The impact of the updated EORTC/MSG criteria on the classification of hematological patients with suspected invasive pulmonary aspergillosis
Clin Microbiol Infect. 2022 Mar 3:S1198-743X(22)00103-3. doi: 10.1016/j.cmi.2022.02.026. Online ahead of print.
OBJECTIVES: Our aim was to evaluate the effect of the updated EORTC/MSG 2019 definitions for invasive pulmonary aspergillosis (IPA) on patient classification and the related all-cause 12-week mortality.

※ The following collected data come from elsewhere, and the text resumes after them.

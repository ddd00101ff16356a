use std::time::Duration;

use pretty_assertions::assert_eq;
use serde_json::json;
use serial_bridge::{
    bus::Bus,
    client::BusClient,
    config::Config,
    error::Error,
    events::{Event, Events},
    server,
};
use tokio::{sync::oneshot, time::timeout};

#[tokio::test]
async fn client_commands_reach_the_feed() {
    let events = Events::new(10);
    let (bus, mut commands) = Bus::bind(0, 0, &events).await.unwrap();

    let mut client = BusClient::connect(bus.inbound_port(), bus.outbound_port())
        .await
        .unwrap();
    client.send(&json!({ "connected": "test-client" })).await.unwrap();

    let doc = timeout(Duration::from_secs(5), commands.recv())
        .await
        .expect("command should arrive")
        .expect("feed should stay open");

    assert_eq!(doc, json!({ "connected": "test-client" }));
}

#[tokio::test]
async fn lines_that_are_not_json_are_skipped() {
    let events = Events::new(10);
    let (bus, mut commands) = Bus::bind(0, 0, &events).await.unwrap();

    let mut client = BusClient::connect(bus.inbound_port(), bus.outbound_port())
        .await
        .unwrap();
    client.send_raw("this is not json").await.unwrap();
    client.send(&json!({ "connected": "after-garbage" })).await.unwrap();

    let doc = timeout(Duration::from_secs(5), commands.recv())
        .await
        .expect("command should arrive")
        .expect("feed should stay open");

    assert_eq!(doc, json!({ "connected": "after-garbage" }));
}

#[tokio::test]
async fn published_events_reach_a_subscribed_client() {
    let mut events = Events::new(10);
    let (bus, _commands) = Bus::bind(0, 0, &events).await.unwrap();

    let mut client = BusClient::connect(bus.inbound_port(), bus.outbound_port())
        .await
        .unwrap();

    // The outbound side subscribes when the accept lands; give it a moment.
    tokio::time::sleep(Duration::from_millis(100)).await;

    events.publish(Event::Device("/dev/ttyUSB0".into()));

    let event = timeout(Duration::from_secs(5), client.next_event())
        .await
        .expect("event should arrive")
        .expect("gateway should not hang up");

    assert_eq!(event, Event::Device("/dev/ttyUSB0".into()));
}

#[tokio::test]
async fn full_server_answers_over_the_bus() {
    let (bound_tx, bound_rx) = oneshot::channel();

    let config = Config {
        inbound_port: 0,
        outbound_port: 0,
        relay_port: 0,
        ..Default::default()
    };
    tokio::spawn(server::run_reporting_ports(config, bound_tx));

    let (inbound, outbound) = bound_rx.await.expect("server should report its ports");

    let mut client = BusClient::connect(inbound, outbound).await.unwrap();

    // Let the outbound subscription land before provoking an event.
    tokio::time::sleep(Duration::from_millis(100)).await;

    client.send(&json!({ "send": { "data": "PING" } })).await.unwrap();

    let expected = Event::Error("no id or device or no devices connected".into());

    timeout(Duration::from_secs(5), async {
        // The machine running this may produce hotplug events of its
        // own; skip anything until the answer to our send shows up.
        loop {
            let event = client.next_event().await.expect("gateway should stay up");

            if event == expected {
                break;
            }
        }
    })
    .await
    .expect("the error event should arrive");
}

#[tokio::test]
async fn duplicate_ports_refuse_to_start() {
    let config = Config {
        inbound_port: 5599,
        outbound_port: 5599,
        ..Default::default()
    };

    let err = server::run(config).await.unwrap_err();

    assert!(matches!(err, Error::BadConfig(_)));
}

#[tokio::test]
async fn occupied_port_refuses_to_start() {
    let taken = tokio::net::TcpListener::bind(("127.0.0.1", 0)).await.unwrap();
    let port = taken.local_addr().unwrap().port();

    let config = Config {
        inbound_port: port,
        // Port 0 everywhere else so nothing collides.
        outbound_port: 0,
        relay_port: 0,
        ..Default::default()
    };

    let err = server::run(config).await.unwrap_err();

    assert!(matches!(err, Error::Bind { role: "inbound", .. }));
}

METHODS: In this retrospective cohort study from our tertiary care center we reclassified patients with hematological malignancy that underwent bronchoalveolar lavage between 2014-2019 for suspected IPA using the novel EORTC 2019 criteria. We performed ROC curve analysis to define the optimal cut-off for positive PCR and galactomannan and present survival analyses and their possible association with these diagnostic criteria through post-hoc comparisons with Logrank and Cox regression.
RESULTS: From 323 episodes of suspected IPA in 282 patients, 73 were reclassified: 31/73 (42.5%) from possible to probable IPA, 5/73 (6.8%) from EORTC criteria not met to probable IPA and 37/73 (50.7%) from EORTC criteria not met to possible IPA. Probable IPA increased therefore 11.1% (64/323, 19.8% to 100/323, 30.9%), mostly due to positive PCR (31/36, 86.1%). There was no difference in mortality between newly defined possible and probable IPA (Log Rank p=0.950). Mortality was higher in probable cases with lower cycle thresholds (Ct-values) versus higher Ct-values (p=0.004). ROC curve analysis showed an optimal Ct-value cut-off of 36.8 with a sensitivity of 75% (CI 95% 64.9-85.1%) and a specificity of 61.7% (CI 95% 53.5-69.9) for 12-week mortality.
CONCLUSIONS: The new EORTC criteria led to 11.1% more probable IPA diagnoses, mostly due to Aspergillus PCR. Restricting positive PCR to below a certain threshold might improve the discrimination of the new EORTC IPA categories for mortality.